What to do
Of all the entries below, retype only the lines from the one with "use crate::sensor::SensorConfig;" through the one with "let (mut logger, _events) = test_logger(false, 3).await;", exactly as they appear.
--- START ---
use rand::rngs::StdRng;
use rand::{Rng, SeedableRng};
use std::future::Future;

/// Raw values from one physical sensor read: degrees Celsius and percent
/// relative humidity.
#[derive(Debug, Clone, Copy, PartialEq)]
pub struct RawSample {
    pub temperature_celsius: f64,
    pub humidity_percent: f64,
}

/// Hardware seam for the temperature/humidity sensor.
///
/// `None` means the device produced no data for this attempt, which the
/// DHT22 family does sporadically. Drivers that block on the wire must move
/// the read onto a blocking worker (`tokio::task::spawn_blocking`) inside
/// `sample` so the monitor task is never stalled.
pub trait SensorProbe {
    fn sample(&mut self) -> impl Future<Output = Option<RawSample>> + Send;
}

/// Synthetic probe used when no hardware is attached. Values follow the
/// range of a DHT22 in a room; `dropout` is the probability that a read
/// returns nothing.
pub struct SimulatedProbe {
    rng: StdRng,
    dropout: f64,
}

impl SimulatedProbe {
    pub fn new(dropout: f64) -> Self {
        Self {
            rng: StdRng::from_entropy(),
            dropout: dropout.clamp(0.0, 1.0),
        }
    }
}

impl SensorProbe for SimulatedProbe {
    fn sample(&mut self) -> impl Future<Output = Option<RawSample>> + Send {
        async move {
            if self.rng.gen_bool(self.dropout) {
                return None;
            }

            Some(RawSample {
                temperature_celsius: self.rng.gen_range(15.0..35.0),
                humidity_percent: self.rng.gen_range(30.0..80.0),
            })
        }
    }
}
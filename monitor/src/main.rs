use axum::{routing::get, Router};
use monitor::config::Config;
use monitor::logger::{Logger, MonitorHandle};
use monitor::probe::SimulatedProbe;
use monitor::sensor::SensorReader;
use monitor::session::ReadingSession;
use monitor::store::SqliteStore;
use monitor::{metrics, rest};
use tokio::sync::{broadcast, mpsc};
use tracing::{error, info};

#[tokio::main]
async fn main() {
    let config = Config::from_env();

    // Initialize logging
    tracing_subscriber::fmt::init();

    info!("Starting temperature monitor");
    info!("HTTP server: {}", config.http_addr);
    info!("Database: {}", config.database_url);
    info!(
        "Logging every {}ms, {} measurements max",
        config.logging_interval_ms, config.max_logging_count
    );

    // Initialize metrics
    metrics::init_metrics();

    // Open the measurement store
    let store = match SqliteStore::open(&config.database_url).await {
        Ok(store) => store,
        Err(e) => {
            error!("Failed to open measurement store: {}", e);
            std::process::exit(1);
        }
    };

    // Command mailbox and event broadcast for the monitor actor
    let (commands_tx, commands_rx) = mpsc::channel(config.command_capacity);
    let (events_tx, _) = broadcast::channel(64);

    let reader = SensorReader::new(SimulatedProbe::new(config.probe_dropout), config.sensor());
    let session = ReadingSession::new(config.thresholds());
    let monitor = Logger::new(
        reader,
        session,
        store.clone(),
        events_tx.clone(),
        config.logging(),
    );

    let monitor_handle = tokio::spawn(monitor.run(commands_rx));

    // Build HTTP app with REST API, websocket, and metrics endpoint
    let app = Router::new()
        .route("/metrics", get(metrics_handler))
        .merge(rest::create_router(
            MonitorHandle::new(commands_tx),
            store.clone(),
            events_tx,
        ));

    let listener = tokio::net::TcpListener::bind(&config.http_addr)
        .await
        .unwrap_or_else(|e| {
            error!("Failed to bind to {}: {}", config.http_addr, e);
            std::process::exit(1);
        });

    info!("HTTP server listening on {}", config.http_addr);

    let server_handle = tokio::spawn(async move {
        axum::serve(listener, app).await.unwrap_or_else(|e| {
            error!("HTTP server error: {}", e);
        });
    });

    tokio::select! {
        _ = monitor_handle => {
            error!("Monitor task terminated");
        }
        _ = server_handle => {
            error!("HTTP server terminated");
        }
        _ = tokio::signal::ctrl_c() => {
            info!("Received shutdown signal");
        }
    }

    store.close().await;
    info!("Shutting down");
}

async fn metrics_handler() -> String {
    metrics::gather_metrics()
}
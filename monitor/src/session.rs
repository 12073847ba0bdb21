use crate::alarm;
use crate::model::{AlarmThresholds, Reading, SystemStatus, TempUnit};
use crate::units::{to_celsius, to_fahrenheit};
use chrono::{DateTime, Utc};

/// Display-unit bookkeeping around the reading stream. Thresholds and the
/// latest reading are held in canonical Celsius; Fahrenheit values exist
/// only at the edges, derived on read and converted back on write, so unit
/// toggles never touch the canonical values.
pub struct ReadingSession {
    unit: TempUnit,
    thresholds: AlarmThresholds,
    latest: Option<(f64, f64, DateTime<Utc>)>,
}

impl ReadingSession {
    pub fn new(thresholds: AlarmThresholds) -> Self {
        Self {
            unit: TempUnit::Celsius,
            thresholds,
            latest: None,
        }
    }

    pub fn unit(&self) -> TempUnit {
        self.unit
    }

    pub fn toggle_unit(&mut self) -> TempUnit {
        self.unit = self.unit.toggled();
        self.unit
    }

    /// Keeps the latest good reading; non-New results are ignored
    pub fn record(&mut self, reading: &Reading) {
        if let (Some(temperature), Some(humidity), Some(timestamp)) = (
            reading.temperature_celsius,
            reading.humidity_percent,
            reading.timestamp,
        ) {
            self.latest = Some((temperature, humidity, timestamp));
        }
    }

    /// Good until a first reading exists
    pub fn system_status(&self) -> SystemStatus {
        match self.latest {
            None => SystemStatus::Good,
            Some((temperature, humidity, _)) => {
                alarm::evaluate(temperature, humidity, &self.thresholds)
            }
        }
    }

    pub fn thresholds(&self) -> AlarmThresholds {
        self.thresholds
    }

    /// Thresholds converted to the current display unit
    pub fn display_thresholds(&self) -> AlarmThresholds {
        match self.unit {
            TempUnit::Celsius => self.thresholds,
            TempUnit::Fahrenheit => AlarmThresholds {
                temp_high: to_fahrenheit(self.thresholds.temp_high),
                temp_low: to_fahrenheit(self.thresholds.temp_low),
                ..self.thresholds
            },
        }
    }

    /// Accepts new bounds expressed in the current display unit
    pub fn set_thresholds(&mut self, display: AlarmThresholds) {
        self.thresholds = match self.unit {
            TempUnit::Celsius => display,
            TempUnit::Fahrenheit => AlarmThresholds {
                temp_high: to_celsius(display.temp_high),
                temp_low: to_celsius(display.temp_low),
                ..display
            },
        };
    }

    /// Latest reading with the temperature in the display unit
    pub fn display_latest(&self) -> Option<(f64, f64, DateTime<Utc>)> {
        self.latest.map(|(temperature, humidity, timestamp)| {
            let temperature = match self.unit {
                TempUnit::Celsius => temperature,
                TempUnit::Fahrenheit => to_fahrenheit(temperature),
            };
            (temperature, humidity, timestamp)
        })
    }
}
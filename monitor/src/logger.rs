use crate::errors::{Error, Result};
use crate::metrics::{
    LOGGING_ACTIVE, LOG_TICKS_TOTAL, MEASUREMENTS_LOGGED_TOTAL, STORAGE_FAILURES_TOTAL,
};
use crate::model::{AlarmThresholds, Event, Reading, StatusSnapshot, TempUnit};
use crate::probe::SensorProbe;
use crate::sensor::SensorReader;
use crate::session::ReadingSession;
use crate::store::SqliteStore;
use std::time::Duration;
use tokio::sync::{broadcast, mpsc, oneshot};
use tokio::time::Instant;
use tracing::{debug, error, info};

/// Commands accepted over the monitor's mailbox
#[derive(Debug)]
pub enum Command {
    ReadNow {
        respond_to: oneshot::Sender<Reading>,
    },
    EnableLogging,
    DisableLogging,
    /// Bounds arrive in the current display unit
    SetThresholds { thresholds: AlarmThresholds },
    ToggleUnit {
        respond_to: oneshot::Sender<TempUnit>,
    },
    Snapshot {
        respond_to: oneshot::Sender<StatusSnapshot>,
    },
}

#[derive(Debug, Clone, Copy)]
pub struct LogConfig {
    pub initial_delay: Duration,
    pub interval: Duration,
    pub max_count: u32,
}

impl Default for LogConfig {
    fn default() -> Self {
        Self {
            initial_delay: Duration::from_secs(2),
            interval: Duration::from_secs(15),
            max_count: 30,
        }
    }
}

/// One logging run: counts restart on enable and on reaching `max_count`
struct LogRun {
    interval: Duration,
    count: u32,
    max_count: u32,
    active: bool,
}

/// The monitor actor: sole owner of the sensor, the session, and the
/// logging run. Commands and ticks are serialized through its loop, so no
/// sensor or run state is ever touched concurrently.
pub struct Logger<P> {
    reader: SensorReader<P>,
    session: ReadingSession,
    store: SqliteStore,
    events: broadcast::Sender<Event>,
    config: LogConfig,
    run: LogRun,
    next_tick: Option<Instant>,
}

impl<P: SensorProbe> Logger<P> {
    pub fn new(
        reader: SensorReader<P>,
        session: ReadingSession,
        store: SqliteStore,
        events: broadcast::Sender<Event>,
        config: LogConfig,
    ) -> Self {
        Self {
            reader,
            session,
            store,
            events,
            config,
            run: LogRun {
                interval: config.interval,
                count: 0,
                max_count: config.max_count,
                active: false,
            },
            next_tick: None,
        }
    }

    /// Actor loop. Exits when every command sender is gone.
    pub async fn run(mut self, mut commands: mpsc::Receiver<Command>) {
        self.reader.initialize().await;
        info!("Sensor warmed up and ready");

        loop {
            let tick_at = self.next_tick.unwrap_or_else(Instant::now);
            tokio::select! {
                command = commands.recv() => {
                    match command {
                        Some(command) => self.handle_command(command).await,
                        None => break,
                    }
                }
                _ = tokio::time::sleep_until(tick_at), if self.next_tick.is_some() => {
                    self.tick().await;
                }
            }
        }

        info!("Monitor stopped");
    }

    async fn handle_command(&mut self, command: Command) {
        match command {
            Command::ReadNow { respond_to } => {
                let reading = self.read().await;
                let _ = respond_to.send(reading);
            }
            Command::EnableLogging => self.enable_logging(),
            Command::DisableLogging => self.disable_logging(),
            Command::SetThresholds { thresholds } => {
                self.session.set_thresholds(thresholds);
                debug!("Alarm thresholds updated: {:?}", self.session.thresholds());
            }
            Command::ToggleUnit { respond_to } => {
                let unit = self.session.toggle_unit();
                info!("Display unit switched to {:?}", unit);
                let _ = respond_to.send(unit);
            }
            Command::Snapshot { respond_to } => {
                let _ = respond_to.send(self.snapshot());
            }
        }
    }

    /// One read through the sensor, recorded and published
    async fn read(&mut self) -> Reading {
        let reading = self.reader.current_reading().await;
        self.session.record(&reading);
        if reading.is_new() {
            let _ = self.events.send(Event::NewReading {
                reading: reading.clone(),
            });
        }
        reading
    }

    fn enable_logging(&mut self) {
        // Re-enabling always restarts the run from zero
        self.run.count = 0;
        self.run.active = true;
        self.next_tick = Some(Instant::now() + self.config.initial_delay);
        LOGGING_ACTIVE.set(1.0);
        let _ = self.events.send(Event::LoggingChanged { active: true });
        info!(
            "Logging enabled: every {:?}, {} measurements max",
            self.run.interval, self.run.max_count
        );
    }

    fn disable_logging(&mut self) {
        self.run.active = false;
        self.run.count = 0;
        self.next_tick = None;
        LOGGING_ACTIVE.set(0.0);
        let _ = self.events.send(Event::LoggingChanged { active: false });
        info!("Logging disabled");
    }

    /// One scheduled logging cycle: read, persist a New reading (values are
    /// already canonical Celsius), advance the count whether or not the
    /// read or the insert succeeded.
    async fn tick(&mut self) {
        LOG_TICKS_TOTAL.inc();
        let _ = self.events.send(Event::ReadNowAvailable { available: false });

        let reading = self.read().await;
        if let (Some(temperature), Some(humidity), Some(timestamp)) = (
            reading.temperature_celsius,
            reading.humidity_percent,
            reading.timestamp,
        ) {
            match self.store.append(temperature, humidity, timestamp).await {
                Ok(id) => {
                    MEASUREMENTS_LOGGED_TOTAL.inc();
                    debug!(
                        "Logged measurement {} ({:.1}C, {:.1}%)",
                        id, temperature, humidity
                    );
                }
                Err(e) => {
                    STORAGE_FAILURES_TOTAL.inc();
                    error!("Failed to store measurement: {}", e);
                }
            }
        } else {
            debug!("Tick read returned {:?}, nothing stored", reading.status);
        }

        // A failed read still consumes a logging slot
        self.run.count += 1;

        if self.run.count >= self.run.max_count {
            info!("Reached {} ticks, stopping", self.run.max_count);
            self.disable_logging();
        } else if self.run.active {
            self.next_tick = Some(Instant::now() + self.run.interval);
        } else {
            // A run stopped mid-flight is never rescheduled
            self.next_tick = None;
        }

        let _ = self.events.send(Event::ReadNowAvailable { available: true });
    }

    fn snapshot(&self) -> StatusSnapshot {
        let latest = self.session.display_latest();
        StatusSnapshot {
            sensor_status: self.reader.status(),
            system_status: self.session.system_status(),
            unit: self.session.unit(),
            logging_active: self.run.active,
            logging_count: self.run.count,
            thresholds: self.session.display_thresholds(),
            temperature: latest.map(|(temperature, _, _)| temperature),
            humidity: latest.map(|(_, humidity, _)| humidity),
            last_read_at: latest.map(|(_, _, timestamp)| timestamp),
        }
    }
}

/// Cloneable handle for transport callers; wraps the mailbox and the
/// per-request reply channels.
#[derive(Clone)]
pub struct MonitorHandle {
    commands: mpsc::Sender<Command>,
}

impl MonitorHandle {
    pub fn new(commands: mpsc::Sender<Command>) -> Self {
        Self { commands }
    }

    pub async fn read_now(&self) -> Result<Reading> {
        let (tx, rx) = oneshot::channel();
        self.send(Command::ReadNow { respond_to: tx }).await?;
        rx.await.map_err(|_| Error::ChannelClosed)
    }

    pub async fn enable_logging(&self) -> Result<()> {
        self.send(Command::EnableLogging).await
    }

    pub async fn disable_logging(&self) -> Result<()> {
        self.send(Command::DisableLogging).await
    }

    pub async fn set_thresholds(&self, thresholds: AlarmThresholds) -> Result<()> {
        self.send(Command::SetThresholds { thresholds }).await
    }

    pub async fn toggle_unit(&self) -> Result<TempUnit> {
        let (tx, rx) = oneshot::channel();
        self.send(Command::ToggleUnit { respond_to: tx }).await?;
        rx.await.map_err(|_| Error::ChannelClosed)
    }

    pub async fn snapshot(&self) -> Result<StatusSnapshot> {
        let (tx, rx) = oneshot::channel();
        self.send(Command::Snapshot { respond_to: tx }).await?;
        rx.await.map_err(|_| Error::ChannelClosed)
    }

    async fn send(&self, command: Command) -> Result<()> {
        self.commands
            .send(command)
            .await
            .map_err(|_| Error::ChannelClosed)
    }
}

#[cfg(test)]
mod tests {
    use super::*;
    use crate::model::ReadingStatus;
    use crate::probe::RawSample;
    use crate::sensor::SensorConfig;
    use std::future::Future;

    struct StaticProbe {
        fail: bool,
    }

    impl SensorProbe for StaticProbe {
        fn sample(&mut self) -> impl Future<Output = Option<RawSample>> + Send {
            let sample = (!self.fail).then_some(RawSample {
                temperature_celsius: 22.0,
                humidity_percent: 50.0,
            });
            async move { sample }
        }
    }

    fn test_thresholds() -> AlarmThresholds {
        AlarmThresholds {
            temp_high: 28.0,
            temp_low: 0.0,
            humidity_high: 80.0,
            humidity_low: 15.0,
        }
    }

    async fn test_logger(fail: bool, max_count: u32) -> (Logger<StaticProbe>, broadcast::Receiver<Event>) {
        let sensor_config = SensorConfig {
            warmup: Duration::ZERO,
            min_read_interval: Duration::ZERO,
            offline_threshold: 3,
        };
        let reader = SensorReader::new(StaticProbe { fail }, sensor_config);
        let store = SqliteStore::open("sqlite::memory:")
            .await
            .expect("open in-memory store");
        let (events, events_rx) = broadcast::channel(64);
        let config = LogConfig {
            initial_delay: Duration::from_millis(1),
            interval: Duration::from_millis(1),
            max_count,
        };
        let logger = Logger::new(
            reader,
            ReadingSession::new(test_thresholds()),
            store,
            events,
            config,
        );
        (logger, events_rx)
    }

    #[tokio::test]
    async fn test_auto_stop_after_max_count_ticks() {
        let (mut logger, _events) = test_logger(false, 3).await;

        logger.enable_logging();
        for _ in 0..3 {
            logger.tick().await;
        }

        assert!(!logger.run.active);
        assert_eq!(logger.run.count, 0);
        assert!(logger.next_tick.is_none());

        let rows = logger.store.get_last(10).await.unwrap();
        assert_eq!(rows.len(), 3);
        assert!(rows.windows(2).all(|pair| pair[0].id < pair[1].id));
    }

    #[tokio::test]
    async fn test_failed_reads_still_consume_slots() {
        let (mut logger, _events) = test_logger(true, 3).await;

        logger.enable_logging();
        for _ in 0..3 {
            logger.tick().await;
        }

        // Three failed ticks exhausted the run without storing anything
        assert!(!logger.run.active);
        assert!(logger.store.get_last(10).await.unwrap().is_empty());
    }

    #[tokio::test]
    async fn test_disable_clears_pending_tick_and_count() {
        let (mut logger, _events) = test_logger(false, 30).await;

        logger.enable_logging();
        logger.tick().await;
        assert_eq!(logger.run.count, 1);
        assert!(logger.next_tick.is_some());

        logger.disable_logging();
        assert!(!logger.run.active);
        assert_eq!(logger.run.count, 0);
        assert!(logger.next_tick.is_none());
    }

    #[tokio::test]
    async fn test_reenable_restarts_count_at_zero() {
        let (mut logger, _events) = test_logger(false, 30).await;

        logger.enable_logging();
        logger.tick().await;
        logger.tick().await;
        assert_eq!(logger.run.count, 2);

        logger.enable_logging();
        assert_eq!(logger.run.count, 0);
        assert!(logger.run.active);
    }

    #[tokio::test]
    async fn test_tick_event_sequence() {
        let (mut logger, mut events) = test_logger(false, 30).await;

        logger.enable_logging();
        assert!(matches!(
            events.try_recv().unwrap(),
            Event::LoggingChanged { active: true }
        ));

        logger.tick().await;
        assert!(matches!(
            events.try_recv().unwrap(),
            Event::ReadNowAvailable { available: false }
        ));
        assert!(matches!(
            events.try_recv().unwrap(),
            Event::NewReading { .. }
        ));
        assert!(matches!(
            events.try_recv().unwrap(),
            Event::ReadNowAvailable { available: true }
        ));
    }

    #[tokio::test]
    async fn test_snapshot_reflects_session_state() {
        let (mut logger, _events) = test_logger(false, 30).await;

        logger.enable_logging();
        logger.tick().await;

        let snapshot = logger.snapshot();
        assert!(snapshot.logging_active);
        assert_eq!(snapshot.logging_count, 1);
        assert_eq!(snapshot.temperature, Some(22.0));
        assert_eq!(snapshot.humidity, Some(50.0));
        assert_eq!(
            snapshot.system_status,
            crate::model::SystemStatus::Good
        );
    }

    #[tokio::test]
    async fn test_read_now_does_not_consume_a_slot() {
        let (mut logger, _events) = test_logger(false, 30).await;

        logger.enable_logging();
        let reading = logger.read().await;
        assert_eq!(reading.status, ReadingStatus::New);
        assert_eq!(logger.run.count, 0);
        assert!(logger.store.get_last(10).await.unwrap().is_empty());
    }
}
--- END ---
Response
    use crate::sensor::SensorConfig;
    use std::future::Future;

    struct StaticProbe {
        fail: bool,
    }

    impl SensorProbe for StaticProbe {
        fn sample(&mut self) -> impl Future<Output = Option<RawSample>> + Send {
            let sample = (!self.fail).then_some(RawSample {
                temperature_celsius: 22.0,
                humidity_percent: 50.0,
            });
            async move { sample }
        }
    }

    fn test_thresholds() -> AlarmThresholds {
        AlarmThresholds {
            temp_high: 28.0,
            temp_low: 0.0,
            humidity_high: 80.0,
            humidity_low: 15.0,
        }
    }

    async fn test_logger(fail: bool, max_count: u32) -> (Logger<StaticProbe>, broadcast::Receiver<Event>) {
        let sensor_config = SensorConfig {
            warmup: Duration::ZERO,
            min_read_interval: Duration::ZERO,
            offline_threshold: 3,
        };
        let reader = SensorReader::new(StaticProbe { fail }, sensor_config);
        let store = SqliteStore::open("sqlite::memory:")
            .await
            .expect("open in-memory store");
        let (events, events_rx) = broadcast::channel(64);
        let config = LogConfig {
            initial_delay: Duration::from_millis(1),
            interval: Duration::from_millis(1),
            max_count,
        };
        let logger = Logger::new(
            reader,
            ReadingSession::new(test_thresholds()),
            store,
            events,
            config,
        );
        (logger, events_rx)
    }

    #[tokio::test]
    async fn test_auto_stop_after_max_count_ticks() {
        let (mut logger, _events) = test_logger(false, 3).await;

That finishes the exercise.